→ **Extracted entries**:

········

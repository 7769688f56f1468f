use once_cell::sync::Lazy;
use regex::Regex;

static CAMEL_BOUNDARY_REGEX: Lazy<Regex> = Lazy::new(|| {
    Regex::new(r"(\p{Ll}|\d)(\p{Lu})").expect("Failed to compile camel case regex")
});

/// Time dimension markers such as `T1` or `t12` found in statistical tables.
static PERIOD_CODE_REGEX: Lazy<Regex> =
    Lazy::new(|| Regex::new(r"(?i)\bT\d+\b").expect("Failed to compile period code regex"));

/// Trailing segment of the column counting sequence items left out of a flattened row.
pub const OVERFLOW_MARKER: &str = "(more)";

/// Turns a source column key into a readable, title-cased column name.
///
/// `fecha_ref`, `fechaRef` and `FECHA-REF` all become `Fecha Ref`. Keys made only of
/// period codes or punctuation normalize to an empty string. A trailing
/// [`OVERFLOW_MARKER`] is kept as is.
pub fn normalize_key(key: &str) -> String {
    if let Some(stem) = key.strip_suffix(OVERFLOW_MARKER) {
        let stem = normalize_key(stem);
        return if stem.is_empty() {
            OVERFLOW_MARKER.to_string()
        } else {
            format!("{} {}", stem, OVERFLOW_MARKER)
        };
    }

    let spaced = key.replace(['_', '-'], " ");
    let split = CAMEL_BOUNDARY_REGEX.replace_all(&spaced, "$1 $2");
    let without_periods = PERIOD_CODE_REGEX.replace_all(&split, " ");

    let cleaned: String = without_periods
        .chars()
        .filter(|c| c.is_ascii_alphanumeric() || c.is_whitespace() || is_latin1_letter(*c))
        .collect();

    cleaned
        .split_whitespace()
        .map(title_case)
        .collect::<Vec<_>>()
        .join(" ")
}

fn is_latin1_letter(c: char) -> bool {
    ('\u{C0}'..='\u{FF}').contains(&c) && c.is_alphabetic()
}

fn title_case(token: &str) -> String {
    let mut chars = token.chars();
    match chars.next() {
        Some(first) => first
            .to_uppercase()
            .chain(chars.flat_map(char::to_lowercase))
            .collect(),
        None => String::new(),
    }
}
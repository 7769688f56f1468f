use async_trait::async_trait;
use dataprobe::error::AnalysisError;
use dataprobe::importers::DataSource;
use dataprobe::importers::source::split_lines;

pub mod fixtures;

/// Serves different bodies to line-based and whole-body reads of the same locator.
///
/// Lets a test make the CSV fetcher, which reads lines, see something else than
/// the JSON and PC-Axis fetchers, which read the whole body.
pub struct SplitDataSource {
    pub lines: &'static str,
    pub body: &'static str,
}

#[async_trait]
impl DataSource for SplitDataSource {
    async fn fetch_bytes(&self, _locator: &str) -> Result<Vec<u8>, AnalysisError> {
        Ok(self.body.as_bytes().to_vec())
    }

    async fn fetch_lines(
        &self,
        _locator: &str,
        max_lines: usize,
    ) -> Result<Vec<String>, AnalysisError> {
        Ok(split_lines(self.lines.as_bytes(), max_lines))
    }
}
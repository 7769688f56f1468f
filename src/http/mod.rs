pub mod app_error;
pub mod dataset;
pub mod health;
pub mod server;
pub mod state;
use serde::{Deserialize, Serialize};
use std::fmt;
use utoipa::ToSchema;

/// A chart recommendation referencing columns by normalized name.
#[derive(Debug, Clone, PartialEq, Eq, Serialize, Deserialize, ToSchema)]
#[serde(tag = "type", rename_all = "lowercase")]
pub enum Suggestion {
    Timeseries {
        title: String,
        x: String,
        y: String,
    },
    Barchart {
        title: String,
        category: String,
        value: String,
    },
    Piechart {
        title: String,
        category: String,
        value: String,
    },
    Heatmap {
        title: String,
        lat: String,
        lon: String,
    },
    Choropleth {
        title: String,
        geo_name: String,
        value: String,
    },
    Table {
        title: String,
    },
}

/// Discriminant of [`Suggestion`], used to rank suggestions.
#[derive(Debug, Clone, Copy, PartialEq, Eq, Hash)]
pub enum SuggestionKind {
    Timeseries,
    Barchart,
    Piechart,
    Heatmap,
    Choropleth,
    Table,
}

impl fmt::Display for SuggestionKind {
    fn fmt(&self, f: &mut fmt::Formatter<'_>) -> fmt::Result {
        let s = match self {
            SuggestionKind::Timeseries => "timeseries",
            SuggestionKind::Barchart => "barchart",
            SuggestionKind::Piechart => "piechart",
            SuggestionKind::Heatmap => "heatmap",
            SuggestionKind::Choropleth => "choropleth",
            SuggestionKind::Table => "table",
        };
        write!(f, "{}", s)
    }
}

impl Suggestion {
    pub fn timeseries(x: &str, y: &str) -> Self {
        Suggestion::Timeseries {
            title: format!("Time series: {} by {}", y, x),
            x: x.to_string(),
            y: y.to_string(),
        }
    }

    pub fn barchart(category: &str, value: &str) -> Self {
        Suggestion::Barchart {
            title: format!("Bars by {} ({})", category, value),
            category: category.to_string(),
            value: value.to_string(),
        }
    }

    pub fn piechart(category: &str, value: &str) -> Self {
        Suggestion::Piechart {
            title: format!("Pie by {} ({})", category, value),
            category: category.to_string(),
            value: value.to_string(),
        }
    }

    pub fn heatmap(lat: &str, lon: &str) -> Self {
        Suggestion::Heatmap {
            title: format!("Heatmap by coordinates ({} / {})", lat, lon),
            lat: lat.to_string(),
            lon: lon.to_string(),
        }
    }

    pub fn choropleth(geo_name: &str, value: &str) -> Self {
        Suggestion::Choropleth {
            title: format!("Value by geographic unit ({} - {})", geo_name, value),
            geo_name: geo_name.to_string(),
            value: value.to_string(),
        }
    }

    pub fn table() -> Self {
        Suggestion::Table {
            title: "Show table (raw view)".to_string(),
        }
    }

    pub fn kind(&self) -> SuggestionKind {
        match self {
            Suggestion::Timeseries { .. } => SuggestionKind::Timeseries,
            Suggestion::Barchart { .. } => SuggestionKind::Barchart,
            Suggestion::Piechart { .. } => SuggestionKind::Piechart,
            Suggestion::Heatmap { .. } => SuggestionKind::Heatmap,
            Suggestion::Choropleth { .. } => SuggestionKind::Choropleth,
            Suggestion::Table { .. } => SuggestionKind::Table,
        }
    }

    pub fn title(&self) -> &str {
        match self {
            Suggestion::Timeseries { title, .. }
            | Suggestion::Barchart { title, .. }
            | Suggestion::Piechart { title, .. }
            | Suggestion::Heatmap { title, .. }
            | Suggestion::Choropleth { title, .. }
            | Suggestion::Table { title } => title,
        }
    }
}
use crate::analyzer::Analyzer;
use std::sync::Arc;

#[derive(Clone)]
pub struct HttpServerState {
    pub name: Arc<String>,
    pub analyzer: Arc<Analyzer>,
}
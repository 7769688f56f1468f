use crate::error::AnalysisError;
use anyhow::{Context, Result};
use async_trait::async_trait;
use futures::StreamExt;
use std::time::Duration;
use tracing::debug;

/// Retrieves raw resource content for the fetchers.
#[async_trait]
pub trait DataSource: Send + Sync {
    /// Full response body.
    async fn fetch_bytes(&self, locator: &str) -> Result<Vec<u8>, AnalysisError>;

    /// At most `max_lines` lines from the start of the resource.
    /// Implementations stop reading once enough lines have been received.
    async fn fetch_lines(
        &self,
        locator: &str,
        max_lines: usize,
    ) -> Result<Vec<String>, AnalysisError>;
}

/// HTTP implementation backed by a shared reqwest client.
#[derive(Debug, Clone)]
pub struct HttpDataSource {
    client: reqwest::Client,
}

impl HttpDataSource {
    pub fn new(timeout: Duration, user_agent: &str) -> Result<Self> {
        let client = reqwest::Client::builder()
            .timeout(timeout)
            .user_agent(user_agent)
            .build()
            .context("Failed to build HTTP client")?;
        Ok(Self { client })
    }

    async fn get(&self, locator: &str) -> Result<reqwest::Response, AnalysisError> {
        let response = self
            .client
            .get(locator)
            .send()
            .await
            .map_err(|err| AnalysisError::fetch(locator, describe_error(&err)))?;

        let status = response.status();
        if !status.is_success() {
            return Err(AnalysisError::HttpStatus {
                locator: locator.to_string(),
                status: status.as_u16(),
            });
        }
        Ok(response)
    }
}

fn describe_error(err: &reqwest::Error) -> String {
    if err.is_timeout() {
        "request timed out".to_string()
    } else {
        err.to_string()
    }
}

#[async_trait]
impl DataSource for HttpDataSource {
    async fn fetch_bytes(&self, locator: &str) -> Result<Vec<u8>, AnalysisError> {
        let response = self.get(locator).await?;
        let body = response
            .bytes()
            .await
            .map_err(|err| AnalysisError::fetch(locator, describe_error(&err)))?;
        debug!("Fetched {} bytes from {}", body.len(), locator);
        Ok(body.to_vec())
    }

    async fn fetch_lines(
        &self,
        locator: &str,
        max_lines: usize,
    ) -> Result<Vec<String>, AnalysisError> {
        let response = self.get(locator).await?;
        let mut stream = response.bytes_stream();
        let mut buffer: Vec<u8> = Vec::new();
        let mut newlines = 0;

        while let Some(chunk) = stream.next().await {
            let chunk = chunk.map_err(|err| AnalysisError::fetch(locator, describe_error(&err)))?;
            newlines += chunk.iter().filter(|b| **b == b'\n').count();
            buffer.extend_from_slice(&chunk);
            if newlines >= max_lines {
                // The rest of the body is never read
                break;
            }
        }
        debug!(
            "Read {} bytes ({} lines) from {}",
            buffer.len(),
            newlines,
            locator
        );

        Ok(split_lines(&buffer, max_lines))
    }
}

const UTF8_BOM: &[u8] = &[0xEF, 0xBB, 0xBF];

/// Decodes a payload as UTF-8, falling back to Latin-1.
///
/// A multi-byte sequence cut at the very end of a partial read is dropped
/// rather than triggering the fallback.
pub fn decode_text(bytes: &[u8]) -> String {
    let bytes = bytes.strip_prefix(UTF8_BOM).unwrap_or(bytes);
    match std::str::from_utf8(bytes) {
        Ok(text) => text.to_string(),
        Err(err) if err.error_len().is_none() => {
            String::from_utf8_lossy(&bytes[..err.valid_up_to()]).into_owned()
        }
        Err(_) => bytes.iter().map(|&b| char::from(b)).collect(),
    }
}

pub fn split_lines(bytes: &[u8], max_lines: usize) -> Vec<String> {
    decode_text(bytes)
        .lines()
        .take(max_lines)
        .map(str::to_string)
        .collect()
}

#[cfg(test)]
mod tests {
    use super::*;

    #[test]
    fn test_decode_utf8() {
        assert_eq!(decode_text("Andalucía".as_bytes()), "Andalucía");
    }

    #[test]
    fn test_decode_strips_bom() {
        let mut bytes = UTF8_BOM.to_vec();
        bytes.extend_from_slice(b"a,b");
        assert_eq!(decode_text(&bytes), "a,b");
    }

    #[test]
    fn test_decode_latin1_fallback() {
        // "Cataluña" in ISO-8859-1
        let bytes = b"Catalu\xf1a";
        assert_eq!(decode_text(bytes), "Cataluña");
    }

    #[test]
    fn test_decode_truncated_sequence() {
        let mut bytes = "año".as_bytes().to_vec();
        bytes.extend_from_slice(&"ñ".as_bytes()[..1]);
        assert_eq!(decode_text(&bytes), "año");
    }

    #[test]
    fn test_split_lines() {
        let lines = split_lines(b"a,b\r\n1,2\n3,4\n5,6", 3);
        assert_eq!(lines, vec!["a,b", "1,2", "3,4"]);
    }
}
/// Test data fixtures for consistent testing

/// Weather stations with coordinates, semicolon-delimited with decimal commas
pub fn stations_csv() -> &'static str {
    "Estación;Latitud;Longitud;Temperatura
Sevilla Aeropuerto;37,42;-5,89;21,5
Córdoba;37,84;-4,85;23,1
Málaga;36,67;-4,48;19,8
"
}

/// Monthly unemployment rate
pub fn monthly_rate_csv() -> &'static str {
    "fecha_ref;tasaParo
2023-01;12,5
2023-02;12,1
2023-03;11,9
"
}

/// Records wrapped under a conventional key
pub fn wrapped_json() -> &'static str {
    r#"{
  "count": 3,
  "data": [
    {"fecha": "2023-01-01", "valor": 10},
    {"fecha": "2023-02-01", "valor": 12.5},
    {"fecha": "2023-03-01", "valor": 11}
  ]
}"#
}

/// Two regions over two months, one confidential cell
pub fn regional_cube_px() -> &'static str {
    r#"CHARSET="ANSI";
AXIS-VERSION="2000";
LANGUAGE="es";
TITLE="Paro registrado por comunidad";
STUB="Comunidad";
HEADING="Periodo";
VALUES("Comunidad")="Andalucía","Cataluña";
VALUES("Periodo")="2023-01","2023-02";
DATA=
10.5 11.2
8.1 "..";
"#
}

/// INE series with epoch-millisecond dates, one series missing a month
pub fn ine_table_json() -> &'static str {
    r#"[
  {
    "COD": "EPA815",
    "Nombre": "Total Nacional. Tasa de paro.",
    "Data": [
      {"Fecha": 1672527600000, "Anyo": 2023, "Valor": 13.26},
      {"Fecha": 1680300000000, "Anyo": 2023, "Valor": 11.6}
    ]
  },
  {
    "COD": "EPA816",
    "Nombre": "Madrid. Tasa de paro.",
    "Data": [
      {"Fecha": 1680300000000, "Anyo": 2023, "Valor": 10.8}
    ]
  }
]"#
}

········

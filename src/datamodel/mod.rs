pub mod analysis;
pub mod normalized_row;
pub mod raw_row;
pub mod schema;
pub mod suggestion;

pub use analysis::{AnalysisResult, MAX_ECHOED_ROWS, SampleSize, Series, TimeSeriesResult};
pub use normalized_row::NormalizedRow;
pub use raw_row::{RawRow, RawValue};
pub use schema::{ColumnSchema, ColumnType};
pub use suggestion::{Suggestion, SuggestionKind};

········

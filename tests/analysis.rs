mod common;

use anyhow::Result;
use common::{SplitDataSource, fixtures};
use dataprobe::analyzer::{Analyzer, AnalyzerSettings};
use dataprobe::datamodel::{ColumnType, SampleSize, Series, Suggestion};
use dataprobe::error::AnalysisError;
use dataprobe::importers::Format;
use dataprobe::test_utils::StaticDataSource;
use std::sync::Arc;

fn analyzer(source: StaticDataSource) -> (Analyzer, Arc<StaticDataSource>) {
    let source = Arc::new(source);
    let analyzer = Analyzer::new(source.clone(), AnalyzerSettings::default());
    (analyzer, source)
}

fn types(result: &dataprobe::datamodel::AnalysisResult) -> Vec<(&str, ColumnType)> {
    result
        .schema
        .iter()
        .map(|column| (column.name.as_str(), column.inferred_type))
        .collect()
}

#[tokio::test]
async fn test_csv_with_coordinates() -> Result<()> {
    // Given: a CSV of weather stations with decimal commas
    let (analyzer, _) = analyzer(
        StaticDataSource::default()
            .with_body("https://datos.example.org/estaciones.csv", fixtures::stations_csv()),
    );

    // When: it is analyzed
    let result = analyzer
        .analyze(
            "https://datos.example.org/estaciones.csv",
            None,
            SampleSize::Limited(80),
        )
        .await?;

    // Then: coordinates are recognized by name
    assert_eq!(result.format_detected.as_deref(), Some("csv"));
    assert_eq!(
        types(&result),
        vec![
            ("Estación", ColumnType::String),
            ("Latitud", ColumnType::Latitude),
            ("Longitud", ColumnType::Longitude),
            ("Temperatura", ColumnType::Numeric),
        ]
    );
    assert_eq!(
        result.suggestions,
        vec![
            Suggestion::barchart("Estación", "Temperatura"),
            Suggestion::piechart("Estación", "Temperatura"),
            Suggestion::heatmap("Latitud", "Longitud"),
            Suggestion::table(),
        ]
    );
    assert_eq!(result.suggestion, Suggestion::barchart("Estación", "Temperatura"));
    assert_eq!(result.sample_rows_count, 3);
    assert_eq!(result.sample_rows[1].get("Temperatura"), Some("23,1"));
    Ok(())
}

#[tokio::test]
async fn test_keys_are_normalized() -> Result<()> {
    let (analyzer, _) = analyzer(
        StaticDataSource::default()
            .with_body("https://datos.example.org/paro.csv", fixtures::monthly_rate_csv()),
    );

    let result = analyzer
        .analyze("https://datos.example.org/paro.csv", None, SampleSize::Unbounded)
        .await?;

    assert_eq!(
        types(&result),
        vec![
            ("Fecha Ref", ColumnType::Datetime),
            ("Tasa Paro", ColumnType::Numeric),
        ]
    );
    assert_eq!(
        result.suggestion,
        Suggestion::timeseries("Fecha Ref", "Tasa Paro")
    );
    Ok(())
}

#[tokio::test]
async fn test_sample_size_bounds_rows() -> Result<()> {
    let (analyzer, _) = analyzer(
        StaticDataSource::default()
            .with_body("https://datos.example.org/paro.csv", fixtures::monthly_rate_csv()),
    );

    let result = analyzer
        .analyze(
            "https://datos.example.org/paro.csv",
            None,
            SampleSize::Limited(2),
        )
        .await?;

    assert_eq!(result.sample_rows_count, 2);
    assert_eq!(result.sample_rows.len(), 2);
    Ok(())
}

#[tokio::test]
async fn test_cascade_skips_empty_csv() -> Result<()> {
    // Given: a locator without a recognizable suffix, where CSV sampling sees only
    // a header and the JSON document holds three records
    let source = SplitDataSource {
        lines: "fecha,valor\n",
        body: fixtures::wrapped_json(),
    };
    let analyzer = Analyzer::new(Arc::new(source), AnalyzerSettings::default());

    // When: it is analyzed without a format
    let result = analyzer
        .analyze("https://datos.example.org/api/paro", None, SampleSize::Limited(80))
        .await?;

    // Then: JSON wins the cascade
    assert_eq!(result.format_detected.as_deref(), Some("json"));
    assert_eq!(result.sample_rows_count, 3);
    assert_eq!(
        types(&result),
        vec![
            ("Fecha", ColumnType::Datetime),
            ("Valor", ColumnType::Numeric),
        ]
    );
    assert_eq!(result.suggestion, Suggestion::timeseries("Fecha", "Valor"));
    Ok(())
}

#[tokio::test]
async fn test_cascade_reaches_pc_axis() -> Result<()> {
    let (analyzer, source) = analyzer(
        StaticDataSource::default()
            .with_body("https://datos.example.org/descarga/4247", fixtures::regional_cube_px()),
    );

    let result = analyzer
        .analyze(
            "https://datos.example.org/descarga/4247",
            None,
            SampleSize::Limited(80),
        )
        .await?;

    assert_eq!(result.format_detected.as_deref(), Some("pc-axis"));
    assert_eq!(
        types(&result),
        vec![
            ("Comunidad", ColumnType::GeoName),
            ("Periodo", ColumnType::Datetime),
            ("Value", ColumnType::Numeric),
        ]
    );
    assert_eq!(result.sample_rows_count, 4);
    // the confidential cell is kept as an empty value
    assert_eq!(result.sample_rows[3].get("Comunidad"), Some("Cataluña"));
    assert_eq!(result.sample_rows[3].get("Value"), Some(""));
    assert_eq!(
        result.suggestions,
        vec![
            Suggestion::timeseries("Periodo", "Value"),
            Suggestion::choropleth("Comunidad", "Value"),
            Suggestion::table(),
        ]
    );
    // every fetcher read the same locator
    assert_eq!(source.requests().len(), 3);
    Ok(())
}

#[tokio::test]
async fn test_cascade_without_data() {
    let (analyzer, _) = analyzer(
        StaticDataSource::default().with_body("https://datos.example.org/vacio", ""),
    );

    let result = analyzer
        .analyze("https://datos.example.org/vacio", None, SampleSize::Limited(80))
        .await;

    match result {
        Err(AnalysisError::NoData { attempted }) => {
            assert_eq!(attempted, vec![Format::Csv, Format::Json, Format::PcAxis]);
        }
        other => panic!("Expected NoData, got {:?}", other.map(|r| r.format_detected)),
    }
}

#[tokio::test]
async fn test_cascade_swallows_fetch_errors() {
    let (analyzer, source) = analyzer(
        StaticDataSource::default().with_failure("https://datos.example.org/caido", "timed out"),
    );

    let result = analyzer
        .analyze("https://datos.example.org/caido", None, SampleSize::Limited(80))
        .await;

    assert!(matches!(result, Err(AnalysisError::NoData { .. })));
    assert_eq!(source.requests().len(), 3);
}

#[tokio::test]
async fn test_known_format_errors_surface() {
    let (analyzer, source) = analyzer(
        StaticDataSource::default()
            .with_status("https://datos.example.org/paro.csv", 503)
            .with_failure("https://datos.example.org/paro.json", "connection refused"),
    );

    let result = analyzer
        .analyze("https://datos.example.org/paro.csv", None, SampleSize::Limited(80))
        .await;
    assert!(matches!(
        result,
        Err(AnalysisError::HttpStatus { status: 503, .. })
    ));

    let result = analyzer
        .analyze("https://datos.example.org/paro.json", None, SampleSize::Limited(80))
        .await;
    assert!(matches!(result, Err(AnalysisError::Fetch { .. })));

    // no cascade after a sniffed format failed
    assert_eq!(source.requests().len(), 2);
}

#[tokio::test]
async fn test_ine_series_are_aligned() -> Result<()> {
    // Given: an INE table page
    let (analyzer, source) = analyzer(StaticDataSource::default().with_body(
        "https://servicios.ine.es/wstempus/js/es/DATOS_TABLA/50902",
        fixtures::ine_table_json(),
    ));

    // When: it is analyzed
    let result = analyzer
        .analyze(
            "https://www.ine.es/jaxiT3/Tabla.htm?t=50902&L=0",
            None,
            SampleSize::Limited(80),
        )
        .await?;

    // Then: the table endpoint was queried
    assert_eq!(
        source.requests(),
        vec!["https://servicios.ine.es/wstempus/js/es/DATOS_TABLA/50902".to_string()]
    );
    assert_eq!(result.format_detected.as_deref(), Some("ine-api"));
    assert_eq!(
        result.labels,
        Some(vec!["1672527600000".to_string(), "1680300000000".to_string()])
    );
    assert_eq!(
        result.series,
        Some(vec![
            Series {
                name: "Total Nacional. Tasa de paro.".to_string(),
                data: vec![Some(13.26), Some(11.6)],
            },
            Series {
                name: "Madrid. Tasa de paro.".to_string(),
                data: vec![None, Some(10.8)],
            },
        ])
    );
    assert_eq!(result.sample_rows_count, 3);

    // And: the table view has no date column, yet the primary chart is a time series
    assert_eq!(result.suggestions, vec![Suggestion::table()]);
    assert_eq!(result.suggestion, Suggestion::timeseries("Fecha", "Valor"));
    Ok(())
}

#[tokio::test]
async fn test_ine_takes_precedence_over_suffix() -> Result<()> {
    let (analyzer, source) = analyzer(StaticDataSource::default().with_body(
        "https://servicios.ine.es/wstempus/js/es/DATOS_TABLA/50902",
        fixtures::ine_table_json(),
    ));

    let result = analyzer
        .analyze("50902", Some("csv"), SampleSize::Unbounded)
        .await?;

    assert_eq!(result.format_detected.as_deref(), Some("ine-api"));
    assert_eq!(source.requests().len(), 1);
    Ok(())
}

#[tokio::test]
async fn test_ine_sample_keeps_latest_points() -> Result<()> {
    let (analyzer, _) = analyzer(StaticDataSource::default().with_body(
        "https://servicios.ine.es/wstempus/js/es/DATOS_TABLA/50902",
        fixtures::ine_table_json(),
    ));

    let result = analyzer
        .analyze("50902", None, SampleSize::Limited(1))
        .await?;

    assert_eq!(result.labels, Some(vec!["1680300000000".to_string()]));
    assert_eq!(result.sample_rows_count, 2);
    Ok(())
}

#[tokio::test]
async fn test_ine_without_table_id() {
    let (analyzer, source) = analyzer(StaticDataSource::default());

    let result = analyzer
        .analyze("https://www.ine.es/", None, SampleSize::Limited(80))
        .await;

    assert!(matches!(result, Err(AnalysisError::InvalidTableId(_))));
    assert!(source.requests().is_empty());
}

········

All lines above that hold the string "client" should be copied.

→ **Exercise solution**:
/// HTTP implementation backed by a shared reqwest client.
    client: reqwest::Client,
        let client = reqwest::Client::builder()
            .context("Failed to build HTTP client")?;
        Ok(Self { client })
            .client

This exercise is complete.